Saved entries:
use kuchiki::{ElementData, NodeRef};
use quick_xml::escape::{escape, partial_escape};
use serde_json::{json, Map, Value};

/// A piece of a rich-text document as seen by the translator.
///
/// Rich-text values are node lists such as
/// `[{"type": "paragraph", "content": [...]}, {"type": "set", "attrs": {...}}]`.
/// Runs of prose nodes are translated as one HTML leaf; set nodes go through
/// the set strategy.
#[derive(Debug, Clone, PartialEq)]
pub enum Segment {
    /// Consecutive prose nodes rendered to HTML.
    Html(String),
    /// An embedded set node.
    Set {
        id: Option<String>,
        values: Map<String, Value>,
    },
}

/// Split a node list into HTML runs and embedded sets, in document order.
pub fn segments(nodes: &[Value]) -> Vec<Segment> {
    let mut segments = Vec::new();
    let mut prose: Vec<Value> = Vec::new();

    for node in nodes {
        if node_type(node) != Some("set") {
            prose.push(node.clone());
            continue;
        }

        if !prose.is_empty() {
            segments.push(Segment::Html(render_html(&prose)));
            prose.clear();
        }

        let attrs = node.get("attrs");
        segments.push(Segment::Set {
            id: attrs
                .and_then(|attrs| attrs.get("id"))
                .and_then(Value::as_str)
                .map(str::to_string),
            values: attrs
                .and_then(|attrs| attrs.get("values"))
                .and_then(Value::as_object)
                .cloned()
                .unwrap_or_default(),
        });
    }

    if !prose.is_empty() {
        segments.push(Segment::Html(render_html(&prose)));
    }

    segments
}

/// Wrap translated set values back into a `set` node.
///
/// `values` holds the set's fields together with its `type` and `enabled`
/// flags; the id moves to the node attributes.
pub fn set_node(id: Value, values: Map<String, Value>) -> Value {
    json!({
        "type": "set",
        "attrs": {
            "id": id,
            "values": values,
        }
    })
}

fn node_type(node: &Value) -> Option<&str> {
    node.get("type").and_then(Value::as_str)
}

fn attr<'a>(node: &'a Value, name: &str) -> Option<&'a Value> {
    node.get("attrs")
        .and_then(|attrs| attrs.get(name))
        .filter(|value| !value.is_null())
}

fn attr_text(value: &Value) -> String {
    match value {
        Value::String(s) => s.clone(),
        other => other.to_string(),
    }
}

// ==================== Rendering ====================

/// Render prose nodes to HTML.
pub fn render_html(nodes: &[Value]) -> String {
    let mut html = String::new();
    for node in nodes {
        render_node(node, &mut html);
    }
    html
}

fn render_children(node: &Value, html: &mut String) {
    if let Some(children) = node.get("content").and_then(Value::as_array) {
        for child in children {
            render_node(child, html);
        }
    }
}

fn render_wrapped(tag: &str, attributes: &[(&str, Option<&Value>)], node: &Value, html: &mut String) {
    open_tag(tag, attributes, html);
    render_children(node, html);
    html.push_str(&format!("</{}>", tag));
}

fn open_tag(tag: &str, attributes: &[(&str, Option<&Value>)], html: &mut String) {
    html.push('<');
    html.push_str(tag);
    for (name, value) in attributes {
        if let Some(value) = value {
            html.push_str(&format!(" {}=\"{}\"", name, escape(attr_text(value).as_str())));
        }
    }
    html.push('>');
}

fn render_node(node: &Value, html: &mut String) {
    match node_type(node) {
        Some("text") => render_text(node, html),
        Some("paragraph") => render_wrapped("p", &[], node, html),
        Some("heading") => {
            let level = attr(node, "level")
                .and_then(Value::as_u64)
                .unwrap_or(1)
                .clamp(1, 6);
            render_wrapped(&format!("h{}", level), &[], node, html);
        }
        Some("blockquote") => render_wrapped("blockquote", &[], node, html),
        Some("bulletList") => render_wrapped("ul", &[], node, html),
        Some("orderedList") => {
            let start = attr(node, "start").filter(|start| start.as_u64() != Some(1));
            render_wrapped("ol", &[("start", start)], node, html);
        }
        Some("listItem") => render_wrapped("li", &[], node, html),
        Some("codeBlock") => {
            let language = attr(node, "language")
                .map(|language| Value::String(format!("language-{}", attr_text(language))));
            html.push_str("<pre>");
            render_wrapped("code", &[("class", language.as_ref())], node, html);
            html.push_str("</pre>");
        }
        Some("horizontalRule") => html.push_str("<hr>"),
        Some("hardBreak") => html.push_str("<br>"),
        Some("image") => open_tag(
            "img",
            &[
                ("src", attr(node, "src")),
                ("alt", attr(node, "alt")),
                ("title", attr(node, "title")),
            ],
            html,
        ),
        _ => render_children(node, html),
    }
}

fn render_text(node: &Value, html: &mut String) {
    let text = node.get("text").and_then(Value::as_str).unwrap_or_default();
    let marks: &[Value] = node
        .get("marks")
        .and_then(Value::as_array)
        .map(Vec::as_slice)
        .unwrap_or_default();

    let mut closing = Vec::new();
    for mark in marks {
        let Some(tag) = mark_tag(mark) else {
            continue;
        };
        if tag == "a" {
            open_tag(
                "a",
                &[
                    ("href", attr(mark, "href")),
                    ("target", attr(mark, "target")),
                    ("rel", attr(mark, "rel")),
                ],
                html,
            );
        } else {
            open_tag(tag, &[], html);
        }
        closing.push(tag);
    }

    html.push_str(&partial_escape(text));

    for tag in closing.into_iter().rev() {
        html.push_str(&format!("</{}>", tag));
    }
}

fn mark_tag(mark: &Value) -> Option<&'static str> {
    match node_type(mark)? {
        "bold" => Some("strong"),
        "italic" => Some("em"),
        "underline" => Some("u"),
        "strike" => Some("s"),
        "code" => Some("code"),
        "subscript" => Some("sub"),
        "superscript" => Some("sup"),
        "small" => Some("small"),
        "link" => Some("a"),
        _ => None,
    }
}

// ==================== Parsing ====================

/// Parse an HTML fragment into prose nodes.
///
/// The fragment goes through an HTML5 parser, so implied end tags, bare `<`
/// or `&` in text and named entities come out the way a browser reads them.
/// Unknown tags are unwrapped and stray inline content is wrapped in
/// paragraphs.
pub fn parse_html(html: &str) -> Vec<Value> {
    use kuchiki::traits::*;

    let document = kuchiki::parse_html().one(html);
    let mut builder = DocumentBuilder::default();

    let body = document.descendants().find(|node| {
        node.as_element()
            .is_some_and(|element| &*element.name.local == "body")
    });
    if let Some(body) = body {
        builder.children(&body);
    }

    builder.finish()
}

fn attribute(element: &ElementData, name: &str) -> Value {
    element
        .attributes
        .borrow()
        .get(name)
        .map_or(Value::Null, |value| Value::String(value.to_string()))
}

#[derive(Debug)]
struct BlockFrame {
    node: Map<String, Value>,
    content: Vec<Value>,
}

impl BlockFrame {
    fn new(node_type: &str, attrs: Option<Value>) -> Self {
        let mut node = Map::new();
        node.insert("type".to_string(), Value::String(node_type.to_string()));
        if let Some(attrs) = attrs {
            node.insert("attrs".to_string(), attrs);
        }
        Self {
            node,
            content: Vec::new(),
        }
    }

    fn node_type(&self) -> &str {
        self.node.get("type").and_then(Value::as_str).unwrap_or_default()
    }

    /// Containers hold blocks only; inline content needs a paragraph.
    fn holds_blocks(&self) -> bool {
        matches!(
            self.node_type(),
            "blockquote" | "bulletList" | "orderedList" | "listItem"
        )
    }

    /// Textblocks hold inline content only and never nest.
    fn is_textblock(&self) -> bool {
        matches!(self.node_type(), "paragraph" | "heading" | "codeBlock")
    }

    fn into_node(mut self) -> Value {
        if !self.content.is_empty() {
            self.node
                .insert("content".to_string(), Value::Array(self.content));
        }
        Value::Object(self.node)
    }
}

/// Builds a node list from a walk over the parsed DOM.
#[derive(Debug, Default)]
struct DocumentBuilder {
    root: Vec<Value>,
    blocks: Vec<BlockFrame>,
    marks: Vec<Value>,
}

impl DocumentBuilder {
    fn in_code_block(&self) -> bool {
        self.blocks
            .last()
            .is_some_and(|frame| frame.node_type() == "codeBlock")
    }

    fn push_node(&mut self, node: Value) {
        match self.blocks.last_mut() {
            Some(frame) => frame.content.push(node),
            None => self.root.push(node),
        }
    }

    fn close_top_block(&mut self) {
        if let Some(frame) = self.blocks.pop() {
            let node = frame.into_node();
            self.push_node(node);
        }
    }

    fn close_to(&mut self, depth: usize) {
        while self.blocks.len() > depth {
            self.close_top_block();
        }
    }

    fn close_textblocks(&mut self) {
        while self.blocks.last().is_some_and(BlockFrame::is_textblock) {
            self.close_top_block();
        }
    }

    /// Make sure inline content has a block to land in.
    fn ensure_inline_context(&mut self) {
        if self.blocks.last().map_or(true, BlockFrame::holds_blocks) {
            self.blocks.push(BlockFrame::new("paragraph", None));
        }
    }

    /// Open a block and return its depth. Any open paragraph, heading or
    /// code block is closed first.
    fn open_block(&mut self, node_type: &str, attrs: Option<Value>) -> usize {
        self.close_textblocks();
        self.blocks.push(BlockFrame::new(node_type, attrs));
        self.blocks.len() - 1
    }

    fn block(&mut self, node: &NodeRef, node_type: &str, attrs: Option<Value>) {
        let depth = self.open_block(node_type, attrs);
        self.children(node);
        self.close_to(depth);
    }

    fn children(&mut self, node: &NodeRef) {
        for child in node.children() {
            self.node(&child);
        }
    }

    fn node(&mut self, node: &NodeRef) {
        if let Some(text) = node.as_text() {
            self.text(&text.borrow());
            return;
        }
        let Some(element) = node.as_element() else {
            return;
        };

        let name: &str = &element.name.local;
        match name {
            "p" => self.block(node, "paragraph", None),
            "h1" | "h2" | "h3" | "h4" | "h5" | "h6" => {
                let level: u64 = name[1..].parse().unwrap_or(1);
                self.block(node, "heading", Some(json!({"level": level})));
            }
            "blockquote" => self.block(node, "blockquote", None),
            "ul" => self.block(node, "bulletList", None),
            "ol" => {
                let start: u64 = element
                    .attributes
                    .borrow()
                    .get("start")
                    .and_then(|start| start.trim().parse().ok())
                    .unwrap_or(1);
                self.block(node, "orderedList", Some(json!({"start": start})));
            }
            "li" => self.block(node, "listItem", None),
            "pre" => self.block(node, "codeBlock", Some(json!({"language": null}))),
            "code" if self.in_code_block() => {
                let language = element.attributes.borrow().get("class").and_then(|class| {
                    class
                        .split_whitespace()
                        .find_map(|c| c.strip_prefix("language-"))
                        .map(str::to_string)
                });
                if let (Some(language), Some(frame)) = (language, self.blocks.last_mut()) {
                    frame
                        .node
                        .insert("attrs".to_string(), json!({"language": language}));
                }
                self.children(node);
            }
            "hr" => {
                self.close_textblocks();
                self.push_node(json!({"type": "horizontalRule"}));
            }
            "br" => {
                self.ensure_inline_context();
                self.push_node(json!({"type": "hardBreak"}));
            }
            "img" => {
                self.ensure_inline_context();
                self.push_node(json!({
                    "type": "image",
                    "attrs": {
                        "src": attribute(element, "src"),
                        "alt": attribute(element, "alt"),
                        "title": attribute(element, "title"),
                    }
                }));
            }
            "script" | "style" | "template" => {}
            _ => match mark_for_tag(name, element) {
                Some(mark) => {
                    self.marks.push(mark);
                    self.children(node);
                    self.marks.pop();
                }
                None => self.children(node),
            },
        }
    }

    fn text(&mut self, text: &str) {
        if text.is_empty() {
            return;
        }

        if self.in_code_block() {
            self.push_node(json!({"type": "text", "text": text}));
            return;
        }

        let needs_paragraph = self.blocks.last().map_or(true, BlockFrame::holds_blocks);
        if needs_paragraph && text.trim().is_empty() {
            // Formatting whitespace between blocks
            return;
        }

        self.ensure_inline_context();
        let mut node = Map::new();
        node.insert("type".to_string(), Value::String("text".to_string()));
        node.insert("text".to_string(), Value::String(text.to_string()));
        if !self.marks.is_empty() {
            node.insert("marks".to_string(), Value::Array(self.marks.clone()));
        }
        self.push_node(Value::Object(node));
    }

    fn finish(mut self) -> Vec<Value> {
        self.close_to(0);
        self.root
    }
}

fn mark_for_tag(name: &str, element: &ElementData) -> Option<Value> {
    let mark_type = match name {
        "strong" | "b" => "bold",
        "em" | "i" => "italic",
        "u" => "underline",
        "s" | "strike" | "del" => "strike",
        "code" => "code",
        "sub" => "subscript",
        "sup" => "superscript",
        "small" => "small",
        "a" => {
            return Some(json!({
                "type": "link",
                "attrs": {
                    "href": attribute(element, "href"),
                    "target": attribute(element, "target"),
                    "rel": attribute(element, "rel"),
                }
            }));
        }
        _ => return None,
    };
    Some(json!({"type": mark_type}))
}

- _EXERCISE AIM_:
Return only the exact lines from the opening of the records through the line that contains "#[derive(Debug, Clone, PartialEq)]", both included.

- _ANSWER TO THIS EXERCISE_:
use kuchiki::{ElementData, NodeRef};
use quick_xml::escape::{escape, partial_escape};
use serde_json::{json, Map, Value};

/// A piece of a rich-text document as seen by the translator.
///
/// Rich-text values are node lists such as
/// `[{"type": "paragraph", "content": [...]}, {"type": "set", "attrs": {...}}]`.
/// Runs of prose nodes are translated as one HTML leaf; set nodes go through
/// the set strategy.
#[derive(Debug, Clone, PartialEq)]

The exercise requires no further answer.